| YOUR OBJECTIVE |
Once you reach the line containing "pub type UInt16 = Integer<u16>;" in the data below, restate each line word for word up to and including the one containing "pub type Int16 = Integer<i16>;".

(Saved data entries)
=======
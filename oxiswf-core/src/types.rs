//! Primitive SWF value types.
//!
//! Every type here is a [`FileElement`]: besides its value it records the
//! bit position it was read from and how many bits it occupies.

use crate::element::FileElement;
use encoding_rs::Encoding;
use serde::Serialize;
use std::borrow::Cow;

/// Unsigned bit field (`UB[n]`).
#[derive(Debug, Clone, Copy, PartialEq, Eq, Serialize)]
pub struct UBits {
    value: u32,
    width: u8,
    position: u64,
}

impl UBits {
    /// Create a bit field value.
    pub fn new(value: u32, width: u8, position: u64) -> Self {
        Self {
            value,
            width,
            position,
        }
    }

    /// Decoded value.
    pub fn value(&self) -> u32 {
        self.value
    }

    /// Width of the field in bits.
    pub fn width(&self) -> u8 {
        self.width
    }
}

impl FileElement for UBits {
    fn bit_position(&self) -> u64 {
        self.position
    }

    fn bit_length(&self) -> u64 {
        self.width as u64
    }
}

/// Signed bit field (`SB[n]`).
#[derive(Debug, Clone, Copy, PartialEq, Eq, Serialize)]
pub struct SBits {
    value: i32,
    width: u8,
    position: u64,
}

impl SBits {
    /// Create a signed bit field value.
    pub fn new(value: i32, width: u8, position: u64) -> Self {
        Self {
            value,
            width,
            position,
        }
    }

    /// Decoded value.
    pub fn value(&self) -> i32 {
        self.value
    }

    /// Width of the field in bits.
    pub fn width(&self) -> u8 {
        self.width
    }
}

impl FileElement for SBits {
    fn bit_position(&self) -> u64 {
        self.position
    }

    fn bit_length(&self) -> u64 {
        self.width as u64
    }
}

/// Single-bit flag.
#[derive(Debug, Clone, Copy, PartialEq, Eq, Serialize)]
pub struct Flag {
    value: bool,
    position: u64,
}

impl Flag {
    /// Create a flag value.
    pub fn new(value: bool, position: u64) -> Self {
        Self { value, position }
    }

    /// Whether the flag is set.
    pub fn value(&self) -> bool {
        self.value
    }
}

impl FileElement for Flag {
    fn bit_position(&self) -> u64 {
        self.position
    }

    fn bit_length(&self) -> u64 {
        1
    }
}

/// Fixed-point fractional bit field (`FB[n]`), 16.16 format.
#[derive(Debug, Clone, Copy, PartialEq, Serialize)]
pub struct FloatFBits {
    value: f64,
    raw: i32,
    width: u8,
    position: u64,
}

impl FloatFBits {
    /// Create a fixed-point value from the raw signed field.
    pub fn from_raw(raw: i32, width: u8, position: u64) -> Self {
        Self {
            value: raw as f64 / 65536.0,
            raw,
            width,
            position,
        }
    }

    /// Decoded value (raw / 65536).
    pub fn value(&self) -> f64 {
        self.value
    }

    /// Raw signed field as read from the stream.
    pub fn raw(&self) -> i32 {
        self.raw
    }

    /// Width of the field in bits.
    pub fn width(&self) -> u8 {
        self.width
    }
}

impl FileElement for FloatFBits {
    fn bit_position(&self) -> u64 {
        self.position
    }

    fn bit_length(&self) -> u64 {
        self.width as u64
    }
}

/// Byte-aligned little-endian integer.
#[derive(Debug, Clone, Copy, PartialEq, Eq, Serialize)]
pub struct Integer<T> {
    value: T,
    byte_length: u8,
    position: u64,
}

impl<T: Copy> Integer<T> {
    /// Create an integer value occupying `byte_length` bytes.
    pub fn new(value: T, byte_length: u8, position: u64) -> Self {
        Self {
            value,
            byte_length,
            position,
        }
    }

    /// Decoded value.
    pub fn value(&self) -> T {
        self.value
    }

    /// Number of bytes the integer occupies.
    pub fn byte_length(&self) -> u8 {
        self.byte_length
    }
}

impl<T> FileElement for Integer<T> {
    fn bit_position(&self) -> u64 {
        self.position
    }

    fn bit_length(&self) -> u64 {
        self.byte_length as u64 * 8
    }
}

/// Unsigned 8-bit integer (`UI8`).
pub type UInt8 = Integer<u8>;
/// Unsigned 16-bit integer (`UI16`).
pub type UInt16 = Integer<u16>;
/// Unsigned 24-bit integer (`UI24`).
pub type UInt24 = Integer<u32>;
/// Unsigned 32-bit integer (`UI32`).
pub type UInt32 = Integer<u32>;
/// Signed 8-bit integer (`SI8`).
pub type Int8 = Integer<i8>;
/// Signed 16-bit integer (`SI16`).
pub type Int16 = Integer<i16>;
/// Signed 24-bit integer (`SI24`).
pub type Int24 = Integer<i32>;
/// Signed 32-bit integer (`SI32`).
pub type Int32 = Integer<i32>;

/// Byte-aligned IEEE floating point value.
#[derive(Debug, Clone, Copy, PartialEq, Serialize)]
pub struct Float<T> {
    value: T,
    byte_length: u8,
    position: u64,
}

impl<T: Copy> Float<T> {
    /// Create a float value occupying `byte_length` bytes.
    pub fn new(value: T, byte_length: u8, position: u64) -> Self {
        Self {
            value,
            byte_length,
            position,
        }
    }

    /// Decoded value.
    pub fn value(&self) -> T {
        self.value
    }
}

impl<T> FileElement for Float<T> {
    fn bit_position(&self) -> u64 {
        self.position
    }

    fn bit_length(&self) -> u64 {
        self.byte_length as u64 * 8
    }
}

/// Half precision float (`FLOAT16`), widened to `f32`.
pub type Float16 = Float<f32>;
/// Single precision float (`FLOAT`).
pub type Float32 = Float<f32>;
/// Double precision float (`DOUBLE`).
pub type Float64 = Float<f64>;

/// Signed 8.8 fixed-point value (`FIXED8`).
#[derive(Debug, Clone, Copy, PartialEq, Eq, Serialize)]
pub struct Fixed8 {
    raw: i16,
    position: u64,
}

impl Fixed8 {
    /// Create a fixed-point value from its raw 16-bit representation.
    pub fn from_raw(raw: i16, position: u64) -> Self {
        Self { raw, position }
    }

    /// Decoded value (raw / 256).
    pub fn value(&self) -> f32 {
        self.raw as f32 / 256.0
    }

    /// Raw 16-bit representation.
    pub fn raw(&self) -> i16 {
        self.raw
    }
}

impl FileElement for Fixed8 {
    fn bit_position(&self) -> u64 {
        self.position
    }

    fn bit_length(&self) -> u64 {
        16
    }
}

/// Fixed-length run of raw bytes.
#[derive(Debug, Clone, PartialEq, Eq, Serialize)]
pub struct ByteArray {
    bytes: Vec<u8>,
    position: u64,
}

impl ByteArray {
    /// Create a byte array value.
    pub fn new(bytes: Vec<u8>, position: u64) -> Self {
        Self { bytes, position }
    }

    /// The bytes.
    pub fn bytes(&self) -> &[u8] {
        &self.bytes
    }

    /// Number of bytes.
    pub fn len(&self) -> usize {
        self.bytes.len()
    }

    /// Check whether the array is empty.
    pub fn is_empty(&self) -> bool {
        self.bytes.is_empty()
    }
}

impl FileElement for ByteArray {
    fn bit_position(&self) -> u64 {
        self.position
    }

    fn bit_length(&self) -> u64 {
        self.bytes.len() as u64 * 8
    }
}

/// Text string (`STRING`), either fixed-length or zero-terminated.
///
/// Bytes are kept as read; a terminator counts toward the bit length but is
/// not part of the value.
#[derive(Debug, Clone, PartialEq, Eq, Serialize)]
pub struct SwfString {
    bytes: Vec<u8>,
    terminated: bool,
    position: u64,
}

impl SwfString {
    /// Create a fixed-length string value.
    pub fn fixed(bytes: Vec<u8>, position: u64) -> Self {
        Self {
            bytes,
            terminated: false,
            position,
        }
    }

    /// Create a zero-terminated string value (terminator excluded from `bytes`).
    pub fn terminated(bytes: Vec<u8>, position: u64) -> Self {
        Self {
            bytes,
            terminated: true,
            position,
        }
    }

    /// Raw bytes of the string.
    pub fn bytes(&self) -> &[u8] {
        &self.bytes
    }

    /// Whether the string was read up to a zero terminator.
    pub fn is_terminated(&self) -> bool {
        self.terminated
    }

    /// Decode as UTF-8 (SWF 6 and later), replacing invalid sequences.
    pub fn to_string_lossy(&self) -> Cow<'_, str> {
        String::from_utf8_lossy(&self.bytes)
    }

    /// Decode with a legacy encoding (SWF 5 and earlier store locale text).
    pub fn decode(&self, encoding: &'static Encoding) -> Cow<'_, str> {
        let (text, _, _) = encoding.decode(&self.bytes);
        text
    }
}

impl FileElement for SwfString {
    fn bit_position(&self) -> u64 {
        self.position
    }

    fn bit_length(&self) -> u64 {
        (self.bytes.len() as u64 + self.terminated as u64) * 8
    }
}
=======
| ANSWER TO THIS TASK |
pub type UInt16 = Integer<u16>;
/// Unsigned 24-bit integer (`UI24`).
pub type UInt24 = Integer<u32>;
/// Unsigned 32-bit integer (`UI32`).
pub type UInt32 = Integer<u32>;
/// Signed 8-bit integer (`SI8`).
pub type Int8 = Integer<i8>;
/// Signed 16-bit integer (`SI16`).
pub type Int16 = Integer<i16>;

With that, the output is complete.